Recent Judicial Comment on Joint Statement Agendas
In the judgment of Mrs. Justice Yip, on the case of David John Saunders v. Central Manchester University Hospitals NHS Foundation Trust (2018) EWHC343 (QB) the issue of the agenda for joint reports was raised, and how it can or should be neutral, impartial and non-confrontational. In this clinical negligence action, arising from surgery to reverse an ileostomy, the judge was critical of the joint report/albeit arising from 'high standard' individual reports. The criticisms were as follows: 

  • Excessive length (60 pages) which did not narrow or agree issues.
  • Two separate agendas with repetitive questions, and lack of agreement for a single agenda.
  •  Lack of common sense, collaborative approach.

As Exall (2018) clearly summarised, the Civil Justice Council (CJC) Guidance for the instruction of experts in civil claims gives clear direction as to the purpose of discussions between experts (71) to identify, discuss and narrow the issues under debate, but not to seek to settle the proceedings i.e. not to resolve disagreement. In Practice Direction 35, guidance indicates the utility of an agreed agenda which helps experts to focus on the key issues. More detailed guidance from the CJC supporting discussions should be proportionate to the value of cases, with telephone discussion and email exchange being appropriate for small claims and fast-track cases. In addition, the agenda should summarise concisely what is agreed and what matters are in dispute [7].

Sensible and experienced experts are well able to construct and agree an agenda to work on which adequately and appropriately addresses the key issues in any one particular case. This may either be available at the outset before any deliberation between the two experts, or arise during the discussions.

However, it is also very helpful and appropriate for the two instructing parties to agree, prior to the experts deliberations, on key issues to address which they believe the court would find helpful. Typically there will be specific issues relating, for example, to particular aspects of causation, loss of employment, multi-factorial disability. More general advice or suggestion as to key, superordinate or general categories on diagnosis, prognosis and attribution are typically not required or helpful as all parties are cognisant and that these should be addressed.

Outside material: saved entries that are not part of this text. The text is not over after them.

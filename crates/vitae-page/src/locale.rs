//! Locale Data
//!
//! Serde model for the resume content and the common label strings, plus
//! a disk-backed store with a per-locale in-memory cache. The JSON field
//! names are camelCase, matching the locale files as published.

use std::collections::HashMap;
use std::path::{Path, PathBuf};
use std::sync::Arc;

use serde::de::DeserializeOwned;
use serde::Deserialize;

#[derive(Debug, thiserror::Error)]
pub enum LocaleError {
    #[error("failed to read {path}: {source}")]
    Io {
        path: PathBuf,
        source: std::io::Error,
    },
    #[error("malformed locale file {path}: {source}")]
    Malformed {
        path: PathBuf,
        source: serde_json::Error,
    },
}

#[derive(Debug, Clone, Deserialize)]
#[serde(rename_all = "camelCase")]
pub struct Profile {
    pub title: String,
    pub name: String,
    pub email: String,
}

#[derive(Debug, Clone, Deserialize)]
#[serde(rename_all = "camelCase")]
pub struct Education {
    pub title: String,
    pub university: String,
    pub major: String,
    pub graduation: String,
    pub gpa: String,
    #[serde(default)]
    pub date: Option<String>,
}

/// A technology with a proficiency level, rendered as a `<strength>` tag.
#[derive(Debug, Clone, Deserialize)]
pub struct Stack {
    pub lang: String,
    pub level: u8,
}

/// Free-form content that the locale files carry either as one string or
/// as a list of paragraphs.
#[derive(Debug, Clone, Deserialize)]
#[serde(untagged)]
pub enum Contents {
    One(String),
    Many(Vec<String>),
}

impl Contents {
    pub fn paragraphs(&self) -> Vec<&str> {
        match self {
            Contents::One(text) => vec![text.as_str()],
            Contents::Many(texts) => texts.iter().map(String::as_str).collect(),
        }
    }
}

#[derive(Debug, Clone, Deserialize)]
#[serde(rename_all = "camelCase")]
pub struct ExperienceDetail {
    pub title: String,
    pub duration: String,
    #[serde(default)]
    pub stacks: Vec<Stack>,
    #[serde(default)]
    pub contents: Option<Contents>,
}

#[derive(Debug, Clone, Deserialize)]
#[serde(rename_all = "camelCase")]
pub struct ExperienceItem {
    pub company: String,
    pub job_title: String,
    pub division: String,
    #[serde(default)]
    pub resigned_for: Option<String>,
    pub duration: String,
    #[serde(default)]
    pub experiences: Vec<ExperienceDetail>,
}

#[derive(Debug, Clone, Deserialize)]
#[serde(rename_all = "camelCase")]
pub struct WorkExperience {
    pub title: String,
    #[serde(default)]
    pub duration: Option<String>,
    #[serde(default)]
    pub items: Vec<ExperienceItem>,
}

#[derive(Debug, Clone, Deserialize)]
#[serde(rename_all = "camelCase")]
pub struct ProjectItem {
    pub title: String,
    pub duration: String,
    #[serde(default)]
    pub participants: Vec<String>,
    #[serde(default)]
    pub stacks: Vec<Stack>,
    #[serde(default)]
    pub backend_stacks: Vec<Stack>,
    #[serde(default)]
    pub frontend_stacks: Vec<Stack>,
    #[serde(default)]
    pub platforms: Vec<Stack>,
    #[serde(default)]
    pub contents: Option<Contents>,
    #[serde(default)]
    pub repo_link: Option<String>,
    #[serde(default)]
    pub repo_image_src: Option<String>,
    #[serde(default)]
    pub is_wip: bool,
    #[serde(default)]
    pub is_pending: bool,
    #[serde(default)]
    pub is_maintaining: bool,
}

#[derive(Debug, Clone, Deserialize)]
#[serde(rename_all = "camelCase")]
pub struct Projects {
    pub title: String,
    #[serde(default)]
    pub duration: Option<String>,
    #[serde(default)]
    pub items: Vec<ProjectItem>,
}

#[derive(Debug, Clone, Deserialize)]
pub struct CertificationItem {
    pub name: String,
    pub date: String,
}

#[derive(Debug, Clone, Deserialize)]
#[serde(rename_all = "camelCase")]
pub struct Certifications {
    pub title: String,
    #[serde(default)]
    pub duration: Option<String>,
    #[serde(default)]
    pub items: Vec<CertificationItem>,
}

#[derive(Debug, Clone, Deserialize)]
pub struct SkillItem {
    pub skill: String,
    pub level: u8,
}

#[derive(Debug, Clone, Deserialize)]
pub struct SkillCategory {
    pub name: String,
    #[serde(default)]
    pub items: Vec<SkillItem>,
}

#[derive(Debug, Clone, Deserialize)]
#[serde(rename_all = "camelCase")]
pub struct Skills {
    pub title: String,
    #[serde(default)]
    pub sub_title: Option<String>,
    #[serde(default)]
    pub categories: Vec<SkillCategory>,
}

#[derive(Debug, Clone, Deserialize)]
#[serde(rename_all = "camelCase")]
pub struct ProgressItem {
    pub name: String,
    pub progress: u8,
    #[serde(default)]
    pub color: Option<String>,
    pub period: String,
}

#[derive(Debug, Clone, Deserialize)]
#[serde(rename_all = "camelCase")]
pub struct ProjectProgress {
    pub title: String,
    #[serde(default)]
    pub sub_title: Option<String>,
    #[serde(default)]
    pub items: Vec<ProgressItem>,
}

/// `resume.json` payload.
#[derive(Debug, Clone, Deserialize)]
#[serde(rename_all = "camelCase")]
pub struct ResumeData {
    pub title: String,
    pub last_update: String,
    pub profile: Profile,
    pub education: Education,
    pub work_experience: WorkExperience,
    pub current_projects: Projects,
    pub maintaining_projects: Projects,
    pub previous_projects: Projects,
    pub certifications: Certifications,
    pub skills: Skills,
    pub project_progress: ProjectProgress,
}

#[derive(Debug, Clone, Deserialize)]
#[serde(rename_all = "camelCase")]
pub struct GeneralStrings {
    pub resume: String,
    pub name: String,
    pub email: String,
    pub last_update: String,
}

#[derive(Debug, Clone, Deserialize)]
pub struct EducationStrings {
    pub university: String,
    pub major: String,
    pub graduation: String,
    pub gpa: String,
}

#[derive(Debug, Clone, Deserialize)]
#[serde(rename_all = "camelCase")]
pub struct ProgressStrings {
    pub project_header: String,
    pub progress_header: String,
    pub period_header: String,
}

#[derive(Debug, Clone, Deserialize)]
#[serde(rename_all = "camelCase")]
pub struct ProjectStrings {
    pub backend_stack: String,
    pub frontend_stack: String,
    pub platforms: String,
    pub stacks: String,
    pub additional_info: String,
    pub stacks_proficiency: String,
    pub progress: ProgressStrings,
}

/// `common.json` payload.
#[derive(Debug, Clone, Deserialize)]
pub struct CommonStrings {
    pub general: GeneralStrings,
    pub education: EducationStrings,
    pub projects: ProjectStrings,
}

#[derive(Deserialize)]
struct ResumeFile {
    resume: ResumeData,
}

#[derive(Deserialize)]
struct CommonFile {
    common: CommonStrings,
}

/// Everything one locale needs to build the page.
#[derive(Debug, Clone)]
pub struct LocaleData {
    pub resume: ResumeData,
    pub common: CommonStrings,
}

/// Loads `<root>/<locale>/{resume,common}.json` with a per-locale cache.
/// Cached data is served until explicitly invalidated.
#[derive(Debug, Default)]
pub struct LocaleStore {
    root: PathBuf,
    cache: HashMap<String, Arc<LocaleData>>,
}

impl LocaleStore {
    pub fn new(root: impl Into<PathBuf>) -> Self {
        Self {
            root: root.into(),
            cache: HashMap::new(),
        }
    }

    pub fn load(&mut self, locale: &str) -> Result<Arc<LocaleData>, LocaleError> {
        if let Some(data) = self.cache.get(locale) {
            tracing::debug!(locale, "locale cache hit");
            return Ok(Arc::clone(data));
        }
        tracing::debug!(locale, "locale cache miss, loading from disk");

        let dir = self.root.join(locale);
        let resume: ResumeFile = read_json(&dir.join("resume.json"))?;
        let common: CommonFile = read_json(&dir.join("common.json"))?;

        let data = Arc::new(LocaleData {
            resume: resume.resume,
            common: common.common,
        });
        self.cache.insert(locale.to_string(), Arc::clone(&data));
        Ok(data)
    }

    /// Drop one locale from the cache, or every locale when `None`.
    pub fn invalidate(&mut self, locale: Option<&str>) {
        match locale {
            Some(locale) => {
                self.cache.remove(locale);
                tracing::debug!(locale, "locale cache invalidated");
            }
            None => {
                self.cache.clear();
                tracing::debug!("all locale caches invalidated");
            }
        }
    }
}

fn read_json<T: DeserializeOwned>(path: &Path) -> Result<T, LocaleError> {
    let text = std::fs::read_to_string(path).map_err(|source| LocaleError::Io {
        path: path.to_path_buf(),
        source,
    })?;
    serde_json::from_str(&text).map_err(|source| LocaleError::Malformed {
        path: path.to_path_buf(),
        source,
    })
}

#[cfg(test)]
mod tests {
    use super::*;

    const RESUME_JSON: &str = r#"{
        "resume": {
            "title": "Resume",
            "lastUpdate": "2025-04-30",
            "profile": {"title": "Profile", "name": "Jane Doe", "email": "jane@example.com"},
            "education": {
                "title": "Education", "university": "State University",
                "major": "Computer Science", "graduation": "2018-02", "gpa": "3.8/4.5"
            },
            "workExperience": {
                "title": "Work Experience", "duration": "2018 ~ 2023",
                "items": [{
                    "company": "Acme", "jobTitle": "Engineer", "division": "Platform",
                    "duration": "2018-03 ~ 2020-01",
                    "experiences": [{
                        "title": "Billing pipeline", "duration": "2018-03 ~ 2019-06",
                        "stacks": [{"lang": "Rust", "level": 4}],
                        "contents": ["Rebuilt the <highlight>invoice</highlight> pipeline."]
                    }]
                }]
            },
            "currentProjects": {"title": "Current Projects", "items": []},
            "maintainingProjects": {"title": "Maintaining", "items": []},
            "previousProjects": {"title": "Previous Projects", "items": []},
            "certifications": {"title": "Certifications", "items": [
                {"name": "Engineer Cert", "date": "2019-11"}
            ]},
            "skills": {"title": "Skills", "categories": [
                {"name": "Languages", "items": [{"skill": "Rust", "level": 4}]}
            ]},
            "projectProgress": {"title": "Progress", "items": [
                {"name": "vitae", "progress": 80, "period": "2025"}
            ]}
        }
    }"#;

    const COMMON_JSON: &str = r#"{
        "common": {
            "general": {"resume": "Resume", "name": "Name", "email": "e-mail", "lastUpdate": "Last Update"},
            "education": {"university": "University", "major": "Major", "graduation": "Graduation", "gpa": "GPA"},
            "projects": {
                "backendStack": "Backend Stacks", "frontendStack": "Frontend Stacks",
                "platforms": "Platforms", "stacks": "Stacks",
                "additionalInfo": "additional info", "stacksProficiency": "Stacks I Experienced",
                "progress": {"projectHeader": "Project", "progressHeader": "Progress", "periodHeader": "Period"}
            }
        }
    }"#;

    fn write_locale(dir: &Path, locale: &str, resume: &str, common: &str) {
        let locale_dir = dir.join(locale);
        std::fs::create_dir_all(&locale_dir).unwrap();
        std::fs::write(locale_dir.join("resume.json"), resume).unwrap();
        std::fs::write(locale_dir.join("common.json"), common).unwrap();
    }

    fn scratch_dir(test: &str) -> PathBuf {
        let dir = std::env::temp_dir().join(format!("vitae-locale-{test}-{}", std::process::id()));
        let _ = std::fs::remove_dir_all(&dir);
        std::fs::create_dir_all(&dir).unwrap();
        dir
    }

    #[test]
    fn loads_and_parses_both_packs() {
        let dir = scratch_dir("load");
        write_locale(&dir, "en", RESUME_JSON, COMMON_JSON);

        let mut store = LocaleStore::new(&dir);
        let data = store.load("en").unwrap();
        assert_eq!(data.resume.profile.name, "Jane Doe");
        assert_eq!(data.resume.work_experience.items[0].job_title, "Engineer");
        assert_eq!(data.common.projects.progress.period_header, "Period");
        let contents = data.resume.work_experience.items[0].experiences[0]
            .contents
            .as_ref()
            .unwrap();
        assert_eq!(contents.paragraphs().len(), 1);
    }

    #[test]
    fn cache_serves_until_invalidated() {
        let dir = scratch_dir("cache");
        write_locale(&dir, "en", RESUME_JSON, COMMON_JSON);

        let mut store = LocaleStore::new(&dir);
        let first = store.load("en").unwrap();
        assert_eq!(first.resume.profile.name, "Jane Doe");

        let updated = RESUME_JSON.replace("Jane Doe", "June Doe");
        write_locale(&dir, "en", &updated, COMMON_JSON);

        let cached = store.load("en").unwrap();
        assert_eq!(cached.resume.profile.name, "Jane Doe");

        store.invalidate(Some("en"));
        let fresh = store.load("en").unwrap();
        assert_eq!(fresh.resume.profile.name, "June Doe");
    }

    #[test]
    fn missing_and_malformed_files_are_distinct_errors() {
        let dir = scratch_dir("errors");
        let mut store = LocaleStore::new(&dir);
        assert!(matches!(store.load("en"), Err(LocaleError::Io { .. })));

        write_locale(&dir, "ko", "{not json", COMMON_JSON);
        assert!(matches!(
            store.load("ko"),
            Err(LocaleError::Malformed { .. })
        ));
    }

    #[test]
    fn string_or_list_contents_both_parse() {
        let one: Contents = serde_json::from_str(r#""single paragraph""#).unwrap();
        assert_eq!(one.paragraphs(), vec!["single paragraph"]);
        let many: Contents = serde_json::from_str(r#"["a", "b"]"#).unwrap();
        assert_eq!(many.paragraphs(), vec!["a", "b"]);
    }
}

The comments in Mrs. Justice Yip's judgement concerning conciseness, length and lack of repetition are well taken and, although obvious, are often needing to be repeated.

 

DISCUSSION AND CONCLUSION

The foregoing analysis exemplified by the three case studies illustrates the significant professional maturity involved in the preparation of Joint Statements. Since the introduction of CPR rules in 1989/9, experts have debated their medico-legal opinion in an increasingly sensible and constructive manner, helping the Courts to understand the high level of agreement between experts and also understand logically and helpfully when disagreement does occur. To report a comment made at the outset of this paper, the use of the Joint Statement in idiosyncratic to the UK law system and should be applauded and recognised [8].

 

REFERENCES

  1. Koch HCH and Elson P. (2016). Areas of medico-legal unreliability in personal injury cases. Matthews Journal of Case Reports. 2(1): 1-3.
  2. Koch HCH, Elson P, Cosway R and Mayhew S. (2017). Specific phobia following road traffic collison: Medico-legal issues of causation, diagnosis and prognosis in single case study. Matthews Journal of Case Reports. 2(2): 029
  3. Koch HCH and Kevan T. (2005). Psychological Injuries. XPL Press St Albans.
  4. Koch HCH. (2000). Joint Opinions as Joint Experts; Preliminary review of 100 cases of trauma. PMILL. 18, 8, 4-6. October.
  5. Koch HCH and Elson P. (2010). Producing a high quality joint opinion. What do the experts think? PIBULJ. September.
  6. Koch HCH, Sanders M, Boyd T and Humphreys K. (2015). Joint Opinion Preparation in Chronic Pain Cases. Expert Witness Journal. Winter.
  7. Koch HCH, Sorrell E and Fernandez-Ford L. (2018). The Joint statement: Concise Impartial and Key. Legal Mind Case and Commentary. PIBUJ May.
  8. Koch HCH. (2016). Legal Mind: Contemporary issues in psychological issues and law. Expert witness publications. Manchester.